D’après un haut responsable d’une entreprise canadienne spécialisée dans les interventions post-marées noires, « il n’existe, à l’heure actuelle, aucune solution ou méthode qui nous permettrait de récupérer du pétrole en cas de marée noire en Arctique ».
– Températures glaciales, conditions climatiques extrêmes et éloignement géographique constituent de sérieux obstacles aux interventions de dépollution.
– D’après les estimations de l’agence américaine Minerals Management Service, les blocs de concession situés dans l’océan Arctique ou à proximité de l’Alaska ont une chance sur cinq d’être à l’origine d’une marée noire importante au cours de leur durée d’exploitation.
– Au cours des dernières années, les dangers liés aux icebergs ont augmenté car plusieurs grands glaciers du Groenland ont commencé à se désintégrer en raison des changements climatiques. Il est probable que certains de ces icebergs soient trop gros pour être remorqués hors du passage des appareils de forage. En d’autres termes, les plateformes elles-mêmes devront être retirées à brève échéance.

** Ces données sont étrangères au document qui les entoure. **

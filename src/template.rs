//! `$NAME` placeholder templating.
//!
//! Templates use the shell-like syntax of the packaged `.template` and
//! `.ldif` files: `$NAME` or `${NAME}` is replaced by the value of `NAME`,
//! and `$$` yields a literal `$`. Rendering is strict: a placeholder with no
//! value, or a `$` that starts no valid placeholder, is an error instead of
//! being copied through.

use std::collections::BTreeMap;
use std::fmt;
use std::fs;
use std::sync::LazyLock;

use camino::Utf8Path;
use regex::{Captures, Regex};

use crate::error::DsInstanceError;

static PLACEHOLDER: LazyLock<Regex> = LazyLock::new(|| {
    Regex::new(
        r"\$(?:(?P<escaped>\$)|(?P<named>[_A-Za-z][_A-Za-z0-9]*)|\{(?P<braced>[_A-Za-z][_A-Za-z0-9]*)\}|(?P<invalid>))",
    )
    .expect("placeholder pattern is valid")
});

#[derive(Clone, PartialEq, Eq)]
struct Value {
    text: String,
    secret: bool,
}

/// Values available to templates, keyed by placeholder name.
///
/// Values inserted with [`insert_secret`](Self::insert_secret) are masked in
/// `Debug` output.
#[derive(Clone, Default, PartialEq, Eq)]
pub struct SubstitutionMap {
    values: BTreeMap<String, Value>,
}

impl SubstitutionMap {
    pub fn new() -> Self {
        Self::default()
    }

    pub fn insert(&mut self, key: impl Into<String>, value: impl Into<String>) {
        self.values.insert(
            key.into(),
            Value {
                text: value.into(),
                secret: false,
            },
        );
    }

    pub fn insert_secret(&mut self, key: impl Into<String>, value: impl Into<String>) {
        self.values.insert(
            key.into(),
            Value {
                text: value.into(),
                secret: true,
            },
        );
    }

    pub fn get(&self, key: &str) -> Option<&str> {
        self.values.get(key).map(|v| v.text.as_str())
    }

    pub fn len(&self) -> usize {
        self.values.len()
    }

    pub fn is_empty(&self) -> bool {
        self.values.is_empty()
    }
}

impl fmt::Debug for SubstitutionMap {
    fn fmt(&self, f: &mut fmt::Formatter<'_>) -> fmt::Result {
        f.debug_map()
            .entries(self.values.iter().map(|(k, v)| {
                let shown = if v.secret { "********" } else { v.text.as_str() };
                (k, shown)
            }))
            .finish()
    }
}

/// Renders `text` against `values`. `name` identifies the template in errors.
pub fn render(name: &str, text: &str, values: &SubstitutionMap) -> Result<String, DsInstanceError> {
    let mut out = String::with_capacity(text.len());
    let mut last = 0;

    for caps in PLACEHOLDER.captures_iter(text) {
        let Some(whole) = caps.get(0) else {
            continue;
        };
        out.push_str(&text[last..whole.start()]);
        out.push_str(resolve(name, text, &caps, values)?);
        last = whole.end();
    }
    out.push_str(&text[last..]);

    Ok(out)
}

fn resolve<'a>(
    name: &str,
    text: &str,
    caps: &Captures<'_>,
    values: &'a SubstitutionMap,
) -> Result<&'a str, DsInstanceError> {
    if caps.name("escaped").is_some() {
        return Ok("$");
    }
    if let Some(key) = caps.name("named").or_else(|| caps.name("braced")) {
        return values.get(key.as_str()).ok_or_else(|| DsInstanceError::Template {
            template: name.to_string(),
            reason: format!("no value for placeholder ${}", key.as_str()),
        });
    }

    let offset = caps.get(0).map_or(0, |m| m.start());
    let line = text[..offset].matches('\n').count() + 1;
    Err(DsInstanceError::Template {
        template: name.to_string(),
        reason: format!("invalid placeholder at line {}", line),
    })
}

/// Reads the template at `path` and renders it.
pub fn render_file(path: &Utf8Path, values: &SubstitutionMap) -> Result<String, DsInstanceError> {
    let text = fs::read_to_string(path)
        .map_err(|e| DsInstanceError::io(format!("failed to read template {}", path), e))?;
    render(path.as_str(), &text, values)
}
//! Record selection: name regex include/exclude and substring tag matching.
//!
//! Both predicates are optional; an absent predicate matches everything.

use std::fmt;
use std::str::FromStr;

use regex::Regex;

use crate::error::{CoreError, CoreResult};
use crate::types::DnsRecord;

/// Record field searched by the tag filter.
#[derive(Debug, Clone, Copy, PartialEq, Eq, Hash)]
pub enum TagField {
    Name,
    Content,
    Comment,
    Type,
}

impl TagField {
    /// Fields searched when the caller does not choose any.
    pub const DEFAULT: [Self; 2] = [Self::Name, Self::Content];

    #[must_use]
    pub fn as_str(self) -> &'static str {
        match self {
            Self::Name => "name",
            Self::Content => "content",
            Self::Comment => "comment",
            Self::Type => "type",
        }
    }
}

impl FromStr for TagField {
    type Err = CoreError;

    fn from_str(s: &str) -> Result<Self, Self::Err> {
        match s.trim().to_ascii_lowercase().as_str() {
            "name" => Ok(Self::Name),
            "content" => Ok(Self::Content),
            "comment" => Ok(Self::Comment),
            "type" => Ok(Self::Type),
            other => Err(CoreError::ValidationError(format!(
                "unknown tag field '{other}' (expected name, content, comment or type)"
            ))),
        }
    }
}

impl fmt::Display for TagField {
    fn fmt(&self, f: &mut fmt::Formatter<'_>) -> fmt::Result {
        f.write_str(self.as_str())
    }
}

/// Anything the filter can be evaluated against: live records and snapshots.
pub trait FilterTarget {
    fn record_name(&self) -> &str;

    /// Value of `field`, `None` when the record has no such value.
    fn field(&self, field: TagField) -> Option<&str>;
}

impl FilterTarget for DnsRecord {
    fn record_name(&self) -> &str {
        &self.name
    }

    fn field(&self, field: TagField) -> Option<&str> {
        match field {
            TagField::Name => Some(&self.name),
            TagField::Content => Some(&self.content),
            TagField::Comment => self.comment.as_deref(),
            TagField::Type => Some(self.record_type.as_str()),
        }
    }
}

/// Compiled record filter.
#[derive(Debug, Clone)]
pub struct RecordFilter {
    include: Option<Regex>,
    exclude: Option<Regex>,
    /// Lowercased tag substrings.
    tags: Vec<String>,
    tag_fields: Vec<TagField>,
}

impl Default for RecordFilter {
    fn default() -> Self {
        Self {
            include: None,
            exclude: None,
            tags: Vec::new(),
            tag_fields: TagField::DEFAULT.to_vec(),
        }
    }
}

fn compile(kind: &str, pattern: Option<&str>) -> CoreResult<Option<Regex>> {
    pattern
        .map(|p| {
            Regex::new(p).map_err(|e| {
                CoreError::ValidationError(format!("invalid {kind} pattern '{p}': {e}"))
            })
        })
        .transpose()
}

impl RecordFilter {
    /// Filter on record names. Invalid patterns are rejected.
    pub fn new(include: Option<&str>, exclude: Option<&str>) -> CoreResult<Self> {
        Ok(Self {
            include: compile("include", include)?,
            exclude: compile("exclude", exclude)?,
            ..Self::default()
        })
    }

    /// Add a tag filter. An empty `fields` keeps the default (name, content).
    #[must_use]
    pub fn with_tags<T: AsRef<str>>(mut self, tags: &[T], fields: &[TagField]) -> Self {
        self.tags = tags
            .iter()
            .map(|t| t.as_ref().trim().to_lowercase())
            .filter(|t| !t.is_empty())
            .collect();
        if !fields.is_empty() {
            self.tag_fields = fields.to_vec();
        }
        self
    }

    /// Include must match (when given); exclude must not (when given).
    #[must_use]
    pub fn matches_name(&self, name: &str) -> bool {
        if let Some(include) = &self.include
            && !include.is_match(name)
        {
            return false;
        }
        match &self.exclude {
            Some(exclude) => !exclude.is_match(name),
            None => true,
        }
    }

    /// At least one tag must occur in the searched fields, case-insensitively.
    ///
    /// Fails closed when tags are given but none of the fields is present.
    #[must_use]
    pub fn matches_tags<R: FilterTarget + ?Sized>(&self, record: &R) -> bool {
        if self.tags.is_empty() {
            return true;
        }

        let values: Vec<String> = self
            .tag_fields
            .iter()
            .filter_map(|&f| record.field(f))
            .map(str::to_lowercase)
            .collect();
        if values.is_empty() {
            return false;
        }

        let haystack = values.concat();
        self.tags.iter().any(|tag| haystack.contains(tag.as_str()))
    }

    #[must_use]
    pub fn matches<R: FilterTarget + ?Sized>(&self, record: &R) -> bool {
        self.matches_name(record.record_name()) && self.matches_tags(record)
    }
}
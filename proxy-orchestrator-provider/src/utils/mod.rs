//! Utility modules.

/// Keeps response bodies and secrets out of logs.
pub mod redact;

L’exploitation minière dans le grand Nord canadien qui a été lancée en grande pompe par le gouvernement canadien est tout sauf « durable ». D’après des témoignages relevés dans le Soir du vendredi 13 mai, c’est « Germinal au pays des caribous ». On assiste à des destructions de villages entiers sans le consentement des populations, à des pollutions graves et des atteintes à la santé.

Notre résolution doit s’intégrer dans une mobilisation internationale en faveur d’une protection de l’Arctique. Le parlement européen nous a précédés en votant le 11 janvier dernier une résolution, mais la nôtre va plus loin en demandant « l’instauration rapide d’un moratoire sur toute l’activité d’exploration et toute expansion des activités d’extraction des ressources minérales en région arctique, à tout le moins dans les zones maritimes ».
Nos diplomates, nos experts et scientifiques doivent aujourd’hui défendre cet objectif en concertation avec les Etats membres de l’Union européenne, et au-delà auprès des pays réunis dans le Conseil de l’Arctique.
La conférence qui s’est tenue la semaine dernière à Nuuk a abouti à un engagement de secours mutuel en cas de détresse dans les zones maritimes. Les points litigieux ont été laissés de côté.
Il est urgent d’intervenir à tous niveaux pour sauver l’Arctique d’une exploitation largement trop risquée.

Pour conclure, je vous incite à prendre connaissance du livre d’Isabelle Stengers, philosophe à l’ULB, « Au temps des catastrophes, résister à la barbarie qui vient ». Elle nous invite à sortir de la rage de l’impuissance grâce à l’anticipation des accidents écologiques à venir. « Faire attention, dit elle, demande le contraire de l’anesthésie, le courage de l’imagination, la capacité d’envisager le possible improbable ».

Enfin, je tiens à remercier le président de la Commission des relations extérieures, Monsieur de Donnéa, pour son investissement et son soutien dans ce dossier.